Background technology
Robot completes heavy and dangerous work in production and life instead of the mankind, effectively reduces the labor of the mankind
Fatigue resistance.With industrial robot, fire-fighting robot, tour guide, service robot, the application of the mobile robots such as amusement robot
More and more extensive, people are more and more to the concern of its safety.Avoid collision be most important one a bit.

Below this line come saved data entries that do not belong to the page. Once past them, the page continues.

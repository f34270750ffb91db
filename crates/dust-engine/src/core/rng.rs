//! Seedable pseudo-random number generator (xorshift64).
//! Deterministic and allocation-free; every random pick in the simulation goes through it.

/// Seedable pseudo-random number generator (xorshift64).
#[derive(Debug, Clone, PartialEq, Eq)]
pub struct Rng {
    state: u64,
}

impl Rng {
    pub fn new(seed: u64) -> Self {
        Rng {
            state: if seed == 0 { 1 } else { seed },
        }
    }

    fn next_u64(&mut self) -> u64 {
        let mut x = self.state;
        x ^= x << 13;
        x ^= x >> 7;
        x ^= x << 17;
        self.state = x;
        x
    }

    /// Generate a random number in [0, upper_bound). Returns 0 when `upper_bound` is 0.
    pub fn next_int(&mut self, upper_bound: u32) -> u32 {
        if upper_bound == 0 {
            return 0;
        }
        (self.next_u64() % upper_bound as u64) as u32
    }

    /// Uniform float in [0, 1).
    pub fn next_f32(&mut self) -> f32 {
        // Top 24 bits fit the f32 mantissa exactly.
        (self.next_u64() >> 40) as f32 / (1u64 << 24) as f32
    }

    /// Uniform float in [lo, hi).
    pub fn range_f32(&mut self, lo: f32, hi: f32) -> f32 {
        lo + self.next_f32() * (hi - lo)
    }

    /// Uniform integer in [lo, hi). Returns `lo` for an empty range.
    pub fn range_u32(&mut self, lo: u32, hi: u32) -> u32 {
        lo + self.next_int(hi.saturating_sub(lo))
    }
}

#[cfg(test)]
mod tests {
    use super::*;

    #[test]
    fn rng_deterministic() {
        let mut rng1 = Rng::new(42);
        let mut rng2 = Rng::new(42);
        for _ in 0..10 {
            assert_eq!(rng1.next_int(1000), rng2.next_int(1000));
        }
    }

    #[test]
    fn rng_zero_seed_handled() {
        let mut rng = Rng::new(0);
        // Should not panic or loop forever
        let _ = rng.next_int(100);
    }

    #[test]
    fn next_f32_stays_in_unit_interval() {
        let mut rng = Rng::new(7);
        for _ in 0..10_000 {
            let v = rng.next_f32();
            assert!((0.0..1.0).contains(&v), "value out of range: {}", v);
        }
    }

    #[test]
    fn ranges_respect_bounds() {
        let mut rng = Rng::new(99);
        for _ in 0..10_000 {
            let f = rng.range_f32(-2.5, 2.5);
            assert!((-2.5..2.5).contains(&f), "float out of range: {}", f);
            let i = rng.range_u32(50, 150);
            assert!((50..150).contains(&i), "int out of range: {}", i);
        }
        assert_eq!(rng.range_u32(5, 5), 5);
    }
}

Many methods have had been proposed about avoidance problem.When barrier is static or robot movement
Path can be known in advance or assess in dynamic environment to design barrier-avoiding method.But in fact, what robot worked
Environment is uncertain, and in other words, the quantity of dynamic barrier, position and motion path are all unknown.In such case
Under, also occur various intelligent barrier avoiding algorithms both at home and abroad.Mobile robot can control robot using fuzzy logic method
Movement in a stationary obstruction region keeps the desired distance between robot and barrier using virtual ARTIFICIAL FORCE field,
And the uncertainty for the task of avoiding collision also is compensated using neural network.In addition, it is also proposed that many sensor-based
The method that Real-time Decision can be made.A kind of new Real-time Obstacle Avoidance Method VFH is to use planar perspective flute card Gifid as ring
Border model builds obstacle density in sector, then moves machine by ultrasonic sensor sample range data real-time update
People can break the barriers from the low nonpolar sector selection suitable path of obstacle density.It is identified using sensor and avoids hindering
It is also a kind of method being often used to hinder object.Ultrasonic wave and infrared sensor may be used for detection and barrier and its position away from
From, it can be by surrounding center rotation searching target direction, then straight trip reaches target.It environment can also realize independently indoors
The air navigation aid of the view-based access control model of mobile robot.
Above-mentioned algorithm is intended to avoid the collision in design, but can also have many problems in force.For example, sensor
The transmission time of data cannot be ignored.If the order of control system can not be executed timely, sensing data can
It can not can correctly reflect the virtual condition of robot at that time.The appearance of these situations will bring many problems.Robot
False judgment may bring a series of behavior of danger, and can be had an impact to operator and robot itself.In addition, should
Some special parameters of program may can not be fixed in the development phase, need to change with the variation of environment in true environment
Become, or real-time update is carried out according to the experience of engineer.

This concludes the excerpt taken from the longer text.